(Dataset entries)
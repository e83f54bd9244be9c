//! Runtime configuration of a reference sample store.
//!
//! All settings come from environment variables:
//!
//! ```text
//! REFSAMPLE_PATH         store root directory           (default: "refsample")
//! REFSAMPLE_MAX_FILE_KB  data file budget in KiB        (default: 1048576 = 1 GiB)
//! REFSAMPLE_OVERWRITE    wipe an existing store first   (default: "false")
//! REFSAMPLE_SYNC         fsync data and index per write (default: "false")
//! ```
//!
//! A variable that is set but cannot be parsed is an error.

use anyhow::{bail, Context, Result};
use std::fs;
use std::path::PathBuf;
use std::str::FromStr;

pub const ENV_PATH: &str = "REFSAMPLE_PATH";
pub const ENV_MAX_FILE_KB: &str = "REFSAMPLE_MAX_FILE_KB";
pub const ENV_OVERWRITE: &str = "REFSAMPLE_OVERWRITE";
pub const ENV_SYNC: &str = "REFSAMPLE_SYNC";

pub const DEFAULT_PATH: &str = "refsample";
pub const DEFAULT_MAX_FILE_KB: u64 = 1024 * 1024;

#[derive(Debug, Clone, PartialEq, Eq)]
pub struct RefSampleConfig {
    /// Root directory of the store.
    pub path: PathBuf,
    /// Data file rotation budget in bytes.
    pub max_file_size: u64,
    /// Remove an existing store before opening.
    pub overwrite: bool,
    /// Fsync the data file and then the index after every add.
    pub sync: bool,
}

impl Default for RefSampleConfig {
    fn default() -> Self {
        Self {
            path: PathBuf::from(DEFAULT_PATH),
            max_file_size: DEFAULT_MAX_FILE_KB * 1024,
            overwrite: false,
            sync: false,
        }
    }
}

impl RefSampleConfig {
    /// Loads the configuration from the process environment.
    pub fn from_env() -> Result<Self> {
        Self::from_lookup(|key| std::env::var(key).ok())
    }

    /// Loads the configuration through an arbitrary key lookup. Keys for
    /// which `lookup` returns `None` take their default.
    pub fn from_lookup<F>(lookup: F) -> Result<Self>
    where
        F: Fn(&str) -> Option<String>,
    {
        let mut cfg = Self::default();

        if let Some(path) = lookup(ENV_PATH) {
            cfg.path = PathBuf::from(path);
        }
        if let Some(kb) = parse_var::<u64>(&lookup, ENV_MAX_FILE_KB)? {
            cfg.max_file_size = kb
                .checked_mul(1024)
                .with_context(|| format!("{}={} overflows", ENV_MAX_FILE_KB, kb))?;
        }
        if let Some(overwrite) = parse_var::<bool>(&lookup, ENV_OVERWRITE)? {
            cfg.overwrite = overwrite;
        }
        if let Some(sync) = parse_var::<bool>(&lookup, ENV_SYNC)? {
            cfg.sync = sync;
        }

        cfg.validate()?;
        Ok(cfg)
    }

    pub fn validate(&self) -> Result<()> {
        if self.path.as_os_str().is_empty() {
            bail!("{} must not be empty", ENV_PATH);
        }
        if self.max_file_size == 0 {
            bail!("{} must be > 0", ENV_MAX_FILE_KB);
        }
        Ok(())
    }

    /// Removes the store directory if `overwrite` is set and it exists.
    /// Returns whether anything was removed.
    pub fn clear_target(&self) -> Result<bool> {
        if !self.overwrite || !self.path.exists() {
            return Ok(false);
        }
        fs::remove_dir_all(&self.path)
            .with_context(|| format!("failed to remove {}", self.path.display()))?;
        Ok(true)
    }
}

fn parse_var<T>(lookup: &impl Fn(&str) -> Option<String>, key: &str) -> Result<Option<T>>
where
    T: FromStr,
    T::Err: std::error::Error + Send + Sync + 'static,
{
    match lookup(key) {
        None => Ok(None),
        Some(raw) => raw
            .trim()
            .parse()
            .map(Some)
            .with_context(|| format!("invalid value for {}: {:?}", key, raw)),
    }
}
/// Read path: `get_sed_data()` and `get_pdz_data()`.
///
/// A lookup resolves the object's location through the index, picks the
/// provider for that data file and decodes the record. The id stored in the
/// record must match the requested id; a mismatch means the index and the
/// data files disagree and is reported as corruption.
use anyhow::{anyhow, ensure, Context, Result};
use xydataset::XYDataset;

use crate::ReferenceSample;

impl ReferenceSample {
    /// Returns the SED of object `id`, or `None` if it has not been written.
    ///
    /// # Errors
    ///
    /// Fails if `id` is not registered, the location points outside the
    /// pool, the record cannot be read, or it belongs to another object.
    pub fn get_sed_data(&self, id: i64) -> Result<Option<XYDataset>> {
        let Some(at) = self.index.get_location(id)?.sed else {
            return Ok(None);
        };

        let provider = usize::from(at.file)
            .checked_sub(1)
            .and_then(|slot| self.sed_providers.get(slot))
            .ok_or_else(|| anyhow!("invalid SED file {} for object {}", at.file, id))?;

        let (stored_id, data) = provider
            .read_sed(i64::try_from(at.offset)?)
            .with_context(|| {
                format!(
                    "failed to read SED of object {} at {}[{}]",
                    id, at.file, at.offset
                )
            })?;

        ensure!(
            stored_id == id,
            "corrupted reference sample: SED at {}[{}] belongs to object {}, expected {}",
            at.file,
            at.offset,
            stored_id,
            id
        );
        Ok(Some(data))
    }

    /// Returns the PDZ of object `id`, or `None` if it has not been written.
    ///
    /// Same failure modes as [`get_sed_data`](ReferenceSample::get_sed_data).
    pub fn get_pdz_data(&self, id: i64) -> Result<Option<XYDataset>> {
        let Some(at) = self.index.get_location(id)?.pdz else {
            return Ok(None);
        };

        let provider = usize::from(at.file)
            .checked_sub(1)
            .and_then(|slot| self.pdz_providers.get(slot))
            .ok_or_else(|| anyhow!("invalid PDZ file {} for object {}", at.file, id))?;

        let (stored_id, data) = provider
            .read_pdz(i64::try_from(at.offset)?)
            .with_context(|| {
                format!(
                    "failed to read PDZ of object {} at {}[{}]",
                    id, at.file, at.offset
                )
            })?;

        ensure!(
            stored_id == id,
            "corrupted reference sample: PDZ at {}[{}] belongs to object {}, expected {}",
            at.file,
            at.offset,
            stored_id,
            id
        );
        Ok(Some(data))
    }
}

# What to produce:
Where a line of the data above includes "None", copy that line.

# Output below:
    /// which `lookup` returns `None` take their default.
        None => Ok(None),
    /// Returns the SED of object `id`, or `None` if it has not been written.
            return Ok(None);
    /// Returns the PDZ of object `id`, or `None` if it has not been written.
            return Ok(None);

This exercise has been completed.